Urien leva les yeux et contempla le ciel comme s’il voulait le graver à tout jamais dans sa mémoire.

— Vas-tu me tuer, à présent, Aes Sedai ?

— Pardon ? fit Verin, revenant au moment présent.

— Est-ce déjà l’heure de l’exécution ? Une ancienne prophétie affirme que les Aes Sedai nous tueront tous si elles nous trouvent de nouveau sur leur chemin. Me voilà sur le tien, et j’ai conscience que ton pouvoir est supérieur à celui d’une Matriarche. (L’Aiel eut un rire glacé.) Allons, mobilise tes éclairs, Aes Sedai, que je te donne une petite leçon de combat de rues.
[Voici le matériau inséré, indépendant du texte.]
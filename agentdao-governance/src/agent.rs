use std::fmt;
use std::sync::Arc;

use rand::Rng;
use serde::{Deserialize, Serialize};

use agentdao_common::utils::amount::as_sol;
use agentdao_common::utils::time::current_millis;
use agentdao_common::{Address, Wallet};

const ID_ALPHABET: &[u8] = b"0123456789abcdefghijklmnopqrstuvwxyz";
const ID_SUFFIX_LEN: usize = 9;

/// Identifier of an agent, `agent_<millis>_<9 base36 chars>`.
#[derive(Debug, Clone, PartialEq, Eq, Hash, PartialOrd, Ord, Serialize, Deserialize)]
#[serde(transparent)]
pub struct AgentId(String);

impl AgentId {
    pub fn generate() -> Self {
        let mut rng = rand::thread_rng();
        let suffix: String = (0..ID_SUFFIX_LEN)
            .map(|_| ID_ALPHABET[rng.gen_range(0..ID_ALPHABET.len())] as char)
            .collect();
        AgentId(format!("agent_{}_{}", current_millis(), suffix))
    }

    pub fn as_str(&self) -> &str {
        &self.0
    }
}

impl fmt::Display for AgentId {
    fn fmt(&self, f: &mut fmt::Formatter<'_>) -> fmt::Result {
        f.write_str(&self.0)
    }
}

impl From<&str> for AgentId {
    fn from(s: &str) -> Self {
        AgentId(s.to_string())
    }
}

/// An autonomous participant holding a wallet.
///
/// Identity fields are public; governance counters can only be changed by
/// the engine once the agent is a member.
#[derive(Debug, Clone)]
pub struct Agent {
    id: AgentId,
    name: String,
    personality: String,
    wallet: Arc<Wallet>,
    voting_power: u64,
    reputation: u32,
    proposals_created: u32,
    votes_cast: u32,
}

impl Agent {
    /// Creates an agent with a freshly generated wallet.
    pub fn new(name: impl Into<String>, personality: impl Into<String>) -> Self {
        Self::with_wallet(name, personality, Wallet::generate())
    }

    pub fn with_wallet(name: impl Into<String>, personality: impl Into<String>, wallet: Wallet) -> Self {
        Self {
            id: AgentId::generate(),
            name: name.into(),
            personality: personality.into(),
            wallet: Arc::new(wallet),
            voting_power: 0,
            reputation: 0,
            proposals_created: 0,
            votes_cast: 0,
        }
    }

    pub fn id(&self) -> &AgentId {
        &self.id
    }

    pub fn name(&self) -> &str {
        &self.name
    }

    pub fn personality(&self) -> &str {
        &self.personality
    }

    pub fn wallet(&self) -> &Arc<Wallet> {
        &self.wallet
    }

    pub fn address(&self) -> Address {
        self.wallet.address()
    }

    pub fn voting_power(&self) -> u64 {
        self.voting_power
    }

    pub fn reputation(&self) -> u32 {
        self.reputation
    }

    pub fn proposals_created(&self) -> u32 {
        self.proposals_created
    }

    pub fn votes_cast(&self) -> u32 {
        self.votes_cast
    }

    pub(crate) fn assign_voting_power(&mut self, power: u64) {
        self.voting_power = power;
    }

    pub(crate) fn reward(&mut self, amount: u32) {
        self.reputation = self.reputation.saturating_add(amount);
    }

    /// Reputation never drops below zero.
    pub(crate) fn penalize(&mut self, amount: u32) {
        self.reputation = self.reputation.saturating_sub(amount);
    }

    pub(crate) fn record_proposal(&mut self) {
        self.proposals_created += 1;
    }

    pub(crate) fn record_vote(&mut self) {
        self.votes_cast += 1;
    }

    pub fn summary(&self) -> AgentSummary {
        AgentSummary {
            id: self.id.clone(),
            name: self.name.clone(),
            personality: self.personality.clone(),
            wallet: self.address(),
            voting_power: self.voting_power,
            reputation: self.reputation,
            proposals_created: self.proposals_created,
            votes_cast: self.votes_cast,
        }
    }
}

#[derive(Debug, Clone, PartialEq, Serialize, Deserialize)]
#[serde(rename_all = "camelCase")]
pub struct AgentSummary {
    pub id: AgentId,
    pub name: String,
    pub personality: String,
    pub wallet: Address,
    #[serde(with = "as_sol")]
    pub voting_power: u64,
    pub reputation: u32,
    pub proposals_created: u32,
    pub votes_cast: u32,
}

#[cfg(test)]
mod tests {
    use super::*;

    #[test]
    fn test_agent_id_format() {
        let id = AgentId::generate();
        let parts: Vec<&str> = id.as_str().splitn(3, '_').collect();
        assert_eq!(parts[0], "agent");
        assert!(parts[1].parse::<i64>().is_ok());
        assert_eq!(parts[2].len(), 9);
        assert!(parts[2].chars().all(|c| c.is_ascii_digit() || c.is_ascii_lowercase()));
    }

    #[test]
    fn test_agent_ids_are_unique() {
        let a = Agent::new("Alice", "bold");
        let b = Agent::new("Alice", "bold");
        assert_ne!(a.id(), b.id());
        assert_ne!(a.address(), b.address());
    }

    #[test]
    fn test_penalize_saturates_at_zero() {
        let mut agent = Agent::new("Eve", "skeptic");
        agent.penalize(1);
        assert_eq!(agent.reputation(), 0);

        agent.reward(5);
        agent.penalize(2);
        assert_eq!(agent.reputation(), 3);
    }

    #[test]
    fn test_summary_serializes_camel_case() {
        let mut agent = Agent::new("Bob", "cautious");
        agent.assign_voting_power(100_000_000);
        agent.record_vote();

        let json = serde_json::to_value(agent.summary()).unwrap();
        assert_eq!(json["votingPower"], serde_json::json!(0.1));
        assert_eq!(json["votesCast"], 1);
        assert_eq!(json["proposalsCreated"], 0);
        assert_eq!(json["wallet"], agent.address().as_str());
    }
}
Certain que sa dernière heure avait sonné, Urien n’avait pas la moindre appréhension. La bouche ouverte, un vieux réflexe chez lui, Perrin la referma d’un geste brusque.

— Que ne donnerais-je pas, souffla Verin, pour que tu séjournes un moment à la Tour Blanche ! Ou que tu sois simplement disposé à parler… Allons, du calme, mon garçon, je ne vais pas te faire de mal. Sauf si tu pensais exclusivement à moi, tout à l’heure, quand tu parlais de cornemuse et de danse.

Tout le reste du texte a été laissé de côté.